The Good: The July spring wheat contract has gained more than US$1.00 per bushel in the past two trading sessions as a bullish USDA report propelled values higher. The smaller HRW crop (see the Ugly) will mean that demand for spring wheat will increase in the domestic U.S. market in the 2022-23 crop year. That makes the spring wheat crop even more critical for the U.S. mill demand. Unfortunately there is very little seeding occurring in parts of North Dakota and Minnesota with more rain on the way.

The Bad: The canola market closed the day down 30 cents per tonne in the July contract, which settled at C$1,152 per tonne. The drop was not unexpected as the vegetable oil market was mixed today. Palm oil futures were up today, while the soybean oil markets were down by 0.8 per cent. Soybean futures were up seven to eight cents per bushel on what was a neutral USDA report for soybeans. Canola seems to be stuck in a trading range after hitting new contract highs in late April.

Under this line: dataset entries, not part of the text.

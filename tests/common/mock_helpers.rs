//! Mock board helpers for testing

use std::sync::Arc;
use std::time::Duration;

use boardlink::backend::MockBoard;
use boardlink::board::{Board, BoardEvent};
use boardlink::config::EngineConfig;
use crossbeam_channel::Receiver;

use super::{fast_config, init_tracing};

/// Let the mock's reply pump deliver everything queued so far
pub async fn settle() {
    tokio::time::sleep(Duration::from_millis(20)).await;
}

/// Attach `mock` to a fresh board and initialize it
///
/// Writes made during initialization are cleared so tests only see their own.
pub async fn connected_board(mock: MockBoard) -> (Arc<MockBoard>, Board, Receiver<BoardEvent>) {
    connected_board_with(mock, fast_config()).await
}

pub async fn connected_board_with(
    mock: MockBoard,
    config: EngineConfig,
) -> (Arc<MockBoard>, Board, Receiver<BoardEvent>) {
    init_tracing();
    let mock = Arc::new(mock);
    let (board, events) = Board::new(mock.clone(), config);
    mock.attach(&board);
    board
        .initialize()
        .await
        .expect("mock board should initialize");
    mock.clear_writes();
    (mock, board, events)
}

/// Every event received so far
pub fn drain_events(events: &Receiver<BoardEvent>) -> Vec<BoardEvent> {
    events.try_iter().collect()
}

The Ugly: The number that shocked the wheat market was the HRW production estimate which came in at 590 million bushels. MarketsFarm believes that the HRW crop will eventually hit the 560 million bushels,  but felt that the USDA would show conservative yield reductions in May. The pre report estimate from the trade averaged 685 million bushels and MarketsFarm felt that an initial May production number in the 630 to 650 million bushels was most likely. The yields in Kansas are still too optimistic at 40 bushels per acre. Yes, there is still time for the crop to recover, but it is rapidly running out.  Thirty per cent of the crop is in the heading stage in Kansas and the crop has been stressed by hot temperatures this week. Temperatures in Kansas are in the upper 80’s and low 90’s F. Temperatures will cool to the mid 80’s on the weekend, but rebound back to the 90’s by the middle of next week. That makes the current yield forecast of 40 bushels per acre seem very optimistic at this stage o the growing season. The harvest in Kansas begins in the south-central growing areas in early June. Time is running out for the HRW crop!